Segment Start: Extracted material

use std::collections::BTreeMap;

use chrono::Utc;
use pg_model::OrderIntent;
use thiserror::Error;

use crate::broker::{Broker, BrokerResult};
use crate::types::{Fill, OrderState, OrderStatus, SubmitAck};

#[derive(Debug, Error)]
pub enum SimBrokerError {
    #[error("no reference price for symbol {0}; cannot simulate a fill")]
    NoPrice(String),

    #[error("unknown order id {0}")]
    UnknownOrder(String),
}

struct PendingOrder {
    intent: OrderIntent,
    fill_price: f64,
    status: OrderStatus,
}

/// Deterministic, in-memory broker for tests and replay-stable runs. Every
/// submitted order fills immediately and in full at the reference price
/// supplied at construction — there is no partial fill, no latency, and no
/// randomness, so two runs over the same intents and prices produce the
/// same execution events.
pub struct SimBroker {
    prices: BTreeMap<String, f64>,
    orders: BTreeMap<String, PendingOrder>,
}

impl SimBroker {
    pub fn new(prices: BTreeMap<String, f64>) -> Self {
        Self {
            prices,
            orders: BTreeMap::new(),
        }
    }

    pub fn set_price(&mut self, symbol: impl Into<String>, price: f64) {
        self.prices.insert(symbol.into(), price);
    }
}

impl Broker for SimBroker {
    fn submit(&mut self, intent: &OrderIntent) -> BrokerResult<SubmitAck> {
        let order_id = intent.intent_id.clone();

        if let Some(existing) = self.orders.get(&order_id) {
            return Ok(SubmitAck {
                order_id,
                status: existing.status,
            });
        }

        let price = self
            .prices
            .get(&intent.instrument.symbol)
            .copied()
            .ok_or_else(|| Box::new(SimBrokerError::NoPrice(intent.instrument.symbol.clone())) as _)?;

        self.orders.insert(
            order_id.clone(),
            PendingOrder {
                intent: intent.clone(),
                fill_price: price,
                status: OrderStatus::Accepted,
            },
        );

        Ok(SubmitAck {
            order_id,
            status: OrderStatus::Accepted,
        })
    }

    fn cancel(&mut self, order_id: &str) -> BrokerResult<OrderStatus> {
        let order = self
            .orders
            .get_mut(order_id)
            .ok_or_else(|| Box::new(SimBrokerError::UnknownOrder(order_id.to_string())) as _)?;
        order.status = OrderStatus::Canceled;
        Ok(order.status)
    }

    fn poll_fills(&mut self, open_order_ids: &[String]) -> BrokerResult<Vec<Fill>> {
        let mut fills = Vec::new();
        for order_id in open_order_ids {
            let Some(order) = self.orders.get_mut(order_id) else {
                continue;
            };
            if order.status != OrderStatus::Accepted {
                continue;
            }
            fills.push(Fill {
                intent_id: order.intent.intent_id.clone(),
                order_id: order_id.clone(),
                symbol: order.intent.instrument.symbol.clone(),
                side: order.intent.side,
                qty: order.intent.qty,
                price: order.fill_price,
                timestamp: Utc::now(),
            });
            order.status = OrderStatus::Filled;
        }
        Ok(fills)
    }

    fn get_order(&self, order_id: &str) -> BrokerResult<OrderState> {
        let order = self
            .orders
            .get(order_id)
            .ok_or_else(|| Box::new(SimBrokerError::UnknownOrder(order_id.to_string())) as _)?;
        Ok(OrderState {
            order_id: order_id.to_string(),
            status: order.status,
        })
    }
}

Segment End: Extracted material

The entries are to be retyped in full, with no alteration.

use std::collections::BTreeMap;

use chrono::Utc;
use pg_model::OrderIntent;
use thiserror::Error;

use crate::broker::{Broker, BrokerResult};
use crate::types::{Fill, OrderState, OrderStatus, SubmitAck};

#[derive(Debug, Error)]
pub enum SimBrokerError {
    #[error("no reference price for symbol {0}; cannot simulate a fill")]
    NoPrice(String),

    #[error("unknown order id {0}")]
    UnknownOrder(String),
}

struct PendingOrder {
    intent: OrderIntent,
    fill_price: f64,
    status: OrderStatus,
}

/// Deterministic, in-memory broker for tests and replay-stable runs. Every
/// submitted order fills immediately and in full at the reference price
/// supplied at construction — there is no partial fill, no latency, and no
/// randomness, so two runs over the same intents and prices produce the
/// same execution events.
pub struct SimBroker {
    prices: BTreeMap<String, f64>,
    orders: BTreeMap<String, PendingOrder>,
}

impl SimBroker {
    pub fn new(prices: BTreeMap<String, f64>) -> Self {
        Self {
            prices,
            orders: BTreeMap::new(),
        }
    }

    pub fn set_price(&mut self, symbol: impl Into<String>, price: f64) {
        self.prices.insert(symbol.into(), price);
    }
}

impl Broker for SimBroker {
    fn submit(&mut self, intent: &OrderIntent) -> BrokerResult<SubmitAck> {
        let order_id = intent.intent_id.clone();

        if let Some(existing) = self.orders.get(&order_id) {
            return Ok(SubmitAck {
                order_id,
                status: existing.status,
            });
        }

        let price = self
            .prices
            .get(&intent.instrument.symbol)
            .copied()
            .ok_or_else(|| Box::new(SimBrokerError::NoPrice(intent.instrument.symbol.clone())) as _)?;

        self.orders.insert(
            order_id.clone(),
            PendingOrder {
                intent: intent.clone(),
                fill_price: price,
                status: OrderStatus::Accepted,
            },
        );

        Ok(SubmitAck {
            order_id,
            status: OrderStatus::Accepted,
        })
    }

    fn cancel(&mut self, order_id: &str) -> BrokerResult<OrderStatus> {
        let order = self
            .orders
            .get_mut(order_id)
            .ok_or_else(|| Box::new(SimBrokerError::UnknownOrder(order_id.to_string())) as _)?;
        order.status = OrderStatus::Canceled;
        Ok(order.status)
    }

    fn poll_fills(&mut self, open_order_ids: &[String]) -> BrokerResult<Vec<Fill>> {
        let mut fills = Vec::new();
        for order_id in open_order_ids {
            let Some(order) = self.orders.get_mut(order_id) else {
                continue;
            };
            if order.status != OrderStatus::Accepted {
                continue;
            }
            fills.push(Fill {
                intent_id: order.intent.intent_id.clone(),
                order_id: order_id.clone(),
                symbol: order.intent.instrument.symbol.clone(),
                side: order.intent.side,
                qty: order.intent.qty,
                price: order.fill_price,
                timestamp: Utc::now(),
            });
            order.status = OrderStatus::Filled;
        }
        Ok(fills)
    }

    fn get_order(&self, order_id: &str) -> BrokerResult<OrderState> {
        let order = self
            .orders
            .get(order_id)
            .ok_or_else(|| Box::new(SimBrokerError::UnknownOrder(order_id.to_string())) as _)?;
        Ok(OrderState {
            order_id: order_id.to_string(),
            status: order.status,
        })
    }
}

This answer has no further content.